Seven new test passes (~30 tests) pinning load-bearing contracts that
were previously informal:

  • Determinism — same input → same output, Rust + cross-binding parity.
  • Internal invariants — 7+ consistency invariants across the strategy
    matrix (selected ⊆ input, removed.total matches drop count, etc.).
  • ConcurrencySend + Sync audit + 1024-call parallel stress.
  • Adversarial loaders — 9 tests covering corrupt PDFs, symlink loops,
    deep recursion, malformed DOCX/PPTX/XLSX.
  • Auto-gate boundary — pins the inclusive <= semantics at
    1499/1500/1501 input tokens + the custom-gate path.
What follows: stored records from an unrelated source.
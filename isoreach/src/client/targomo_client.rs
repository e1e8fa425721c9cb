use geojson::{FeatureCollection, GeoJson};
use isoreach_core::model::{Point, TravelRecord};
use serde_json::Value;

use super::{
    request_ops, response_ops, ClientError, GeoService, PolygonOptions, ReachabilityOptions,
    RouteOptions,
};

/// HTTP client for the Targomo polygon, route and reachability services
#[derive(Debug, Clone)]
pub struct TargomoClient {
    http: reqwest::Client,
    base_url: String,
    region: String,
    api_key: String,
}

impl TargomoClient {
    pub fn new(http: reqwest::Client, base_url: &str, region: &str, api_key: &str) -> Self {
        Self {
            http,
            base_url: base_url.trim_end_matches('/').to_string(),
            region: region.to_string(),
            api_key: api_key.to_string(),
        }
    }

    /// `{base_url}/{region}/v1/{endpoint}`, without the key
    pub fn endpoint_url(&self, endpoint: &str) -> String {
        format!("{}/{}/v1/{}", self.base_url, self.region, endpoint)
    }

    async fn post(&self, endpoint: &str, body: &Value) -> Result<Value, ClientError> {
        let url = self.endpoint_url(endpoint);
        log::debug!("POST {url}");
        let response = self
            .http
            .post(&url)
            .query(&[("key", self.api_key.as_str())])
            .json(body)
            .send()
            .await
            .map_err(|source| ClientError::RequestError {
                url: url.clone(),
                source,
            })?;
        read_json(url, response).await
    }
}

async fn read_json(url: String, response: reqwest::Response) -> Result<Value, ClientError> {
    let status = response.status();
    if !status.is_success() {
        let body = error_body(&url, response.text().await);
        return Err(ClientError::HttpStatus {
            url,
            status: status.as_u16(),
            body,
        });
    }
    response
        .json::<Value>()
        .await
        .map_err(|source| ClientError::RequestError { url, source })
}

/// body of a failed response, empty if it could not be read
fn error_body(url: &str, body: Result<String, reqwest::Error>) -> String {
    match body {
        Ok(body) => body,
        Err(e) => {
            log::debug!("could not read error body from '{url}': {e}");
            String::new()
        }
    }
}

impl GeoService for TargomoClient {
    async fn polygons(
        &self,
        sources: &[Point],
        options: &PolygonOptions,
    ) -> Result<FeatureCollection, ClientError> {
        let body = request_ops::polygon_request(sources, options);
        let response = self.post("polygon", &body).await?;
        let polygons = response_ops::parse_polygons(response)?;
        log::info!(
            "received {} polygon features for {} sources",
            polygons.features.len(),
            sources.len()
        );
        Ok(polygons)
    }

    async fn routes(
        &self,
        sources: &[Point],
        targets: &[Point],
        options: &RouteOptions,
    ) -> Result<Vec<FeatureCollection>, ClientError> {
        let body = request_ops::route_request(sources, targets, options);
        let response = self.post("route", &body).await?;
        let routes = response_ops::parse_routes(response)?;
        log::info!("received {} routes", routes.len());
        Ok(routes)
    }

    async fn reachability(
        &self,
        sources: &[Point],
        targets: &[Point],
        options: &ReachabilityOptions,
    ) -> Result<Vec<TravelRecord>, ClientError> {
        let body = request_ops::reachability_request(sources, targets, options);
        let response = self.post("reachability", &body).await?;
        let records = response_ops::parse_reachability(response)?;
        log::info!(
            "received {} travel records for {} sources and {} targets",
            records.len(),
            sources.len(),
            targets.len()
        );
        Ok(records)
    }

    async fn fetch_dataset(&self, url: &str) -> Result<FeatureCollection, ClientError> {
        log::debug!("GET {url}");
        let response =
            self.http
                .get(url)
                .send()
                .await
                .map_err(|source| ClientError::RequestError {
                    url: url.to_string(),
                    source,
                })?;
        let json = read_json(url.to_string(), response).await?;
        match GeoJson::from_json_value(json) {
            Ok(GeoJson::FeatureCollection(fc)) => Ok(fc),
            Ok(_) => Err(ClientError::DecodeError {
                what: format!("dataset '{url}'"),
                msg: String::from("expected a FeatureCollection"),
            }),
            Err(e) => Err(ClientError::DecodeError {
                what: format!("dataset '{url}'"),
                msg: e.to_string(),
            }),
        }
    }
}

#[cfg(test)]
mod tests {
    use super::{error_body, TargomoClient};

    #[test]
    fn test_unreadable_error_body_is_empty() {
        let read_failure = reqwest::Client::new()
            .get("not a url")
            .build()
            .unwrap_err();
        assert_eq!(error_body("https://api.targomo.com/", Err(read_failure)), "");
        assert_eq!(
            error_body("https://api.targomo.com/", Ok(String::from("bad key"))),
            "bad key"
        );
    }

    #[test]
    fn test_endpoint_url_trims_trailing_slash() {
        let client = TargomoClient::new(
            reqwest::Client::new(),
            "https://api.targomo.com/",
            "westcentraleurope",
            "key",
        );
        assert_eq!(
            client.endpoint_url("polygon"),
            "https://api.targomo.com/westcentraleurope/v1/polygon"
        );
    }
}
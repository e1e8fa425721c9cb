//! JSON request bodies for the Targomo REST endpoints.

use isoreach_core::model::{Point, TravelType};
use serde_json::{json, Map, Value};

use super::{PolygonOptions, ReachabilityOptions, RouteOptions, TravelSpeed};

/// body of a `polygon` request. every source carries the travel mode, the
/// polygon section carries the band values and the geometry post-processing.
pub fn polygon_request(sources: &[Point], options: &PolygonOptions) -> Value {
    let speed = match options.travel_type {
        TravelType::Walk => options.walk_speed.as_ref(),
        TravelType::Bike => options.bike_speed.as_ref(),
        _ => None,
    };
    let tm = travel_mode(&options.travel_type, speed);
    let mut body = json!({
        "sources": sources.iter().map(|s| source_location(s, &tm)).collect::<Vec<_>>(),
        "edgeWeight": options.edge_weight,
        "polygon": {
            "values": options.travel_edge_weights,
            "intersectionMode": options.intersection_mode,
            "serializer": options.serializer,
            "srid": options.srid,
            "simplify": options.simplify,
            "quadrantSegments": options.quadrant_segments,
            "buffer": options.buffer,
        },
    });
    if let (Some(elevation), Some(obj)) = (options.elevation, body.as_object_mut()) {
        obj.insert(String::from("elevation"), Value::Bool(elevation));
    }
    body
}

/// body of a `route` request
pub fn route_request(sources: &[Point], targets: &[Point], options: &RouteOptions) -> Value {
    let tm = travel_mode(&options.travel_type, None);
    json!({
        "sources": sources.iter().map(|s| source_location(s, &tm)).collect::<Vec<_>>(),
        "targets": targets.iter().map(target_location).collect::<Vec<_>>(),
        "maxEdgeWeight": options.max_edge_weight,
        "edgeWeight": options.edge_weight,
        "pathSerializer": options.path_serializer,
        "polygon": { "srid": options.srid },
    })
}

/// body of a `reachability` request
pub fn reachability_request(
    sources: &[Point],
    targets: &[Point],
    options: &ReachabilityOptions,
) -> Value {
    let tm = travel_mode(&options.travel_type, None);
    json!({
        "sources": sources.iter().map(|s| source_location(s, &tm)).collect::<Vec<_>>(),
        "targets": targets.iter().map(target_location).collect::<Vec<_>>(),
        "maxEdgeWeight": options.max_edge_weight,
        "edgeWeight": options.edge_weight,
    })
}

/// the `tm` object, keyed by travel type, e.g. `{"bike": {"speed": 15.0}}`
fn travel_mode(travel_type: &TravelType, speed: Option<&TravelSpeed>) -> Value {
    let mut settings = Map::new();
    if let Some(s) = speed {
        settings.insert(String::from("speed"), json!(s.speed));
    }
    let mut tm = Map::new();
    tm.insert(travel_type.to_string(), Value::Object(settings));
    Value::Object(tm)
}

fn source_location(point: &Point, tm: &Value) -> Value {
    json!({ "id": point.id, "lat": point.lat, "lng": point.lng, "tm": tm })
}

fn target_location(point: &Point) -> Value {
    json!({ "id": point.id, "lat": point.lat, "lng": point.lng })
}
  • Serde round-trip — every cross-FFI type (Chunk, Score,
    ContextReport, ...) survives JSON round-trip; forward-compat
    exercised via a minimal pre-0.1.3 payload.
  • Strategy semantics — 7 differential tests pinning the contrasts
    between all 5 ContextStrategy variants on a shared corpus
    (catches accidental strategy convergence).
  • Persisted cache — incremental cache hit/miss contract for
    read_folder_with(persist=true): per-file (mtime, size) skip,
    no-op reload doesn't rewrite, fingerprint invalidation on config
    change, deleted-file cleanup.

No public API changes. Python and Node callers are unaffected aside
from the new context_with_timeout helper.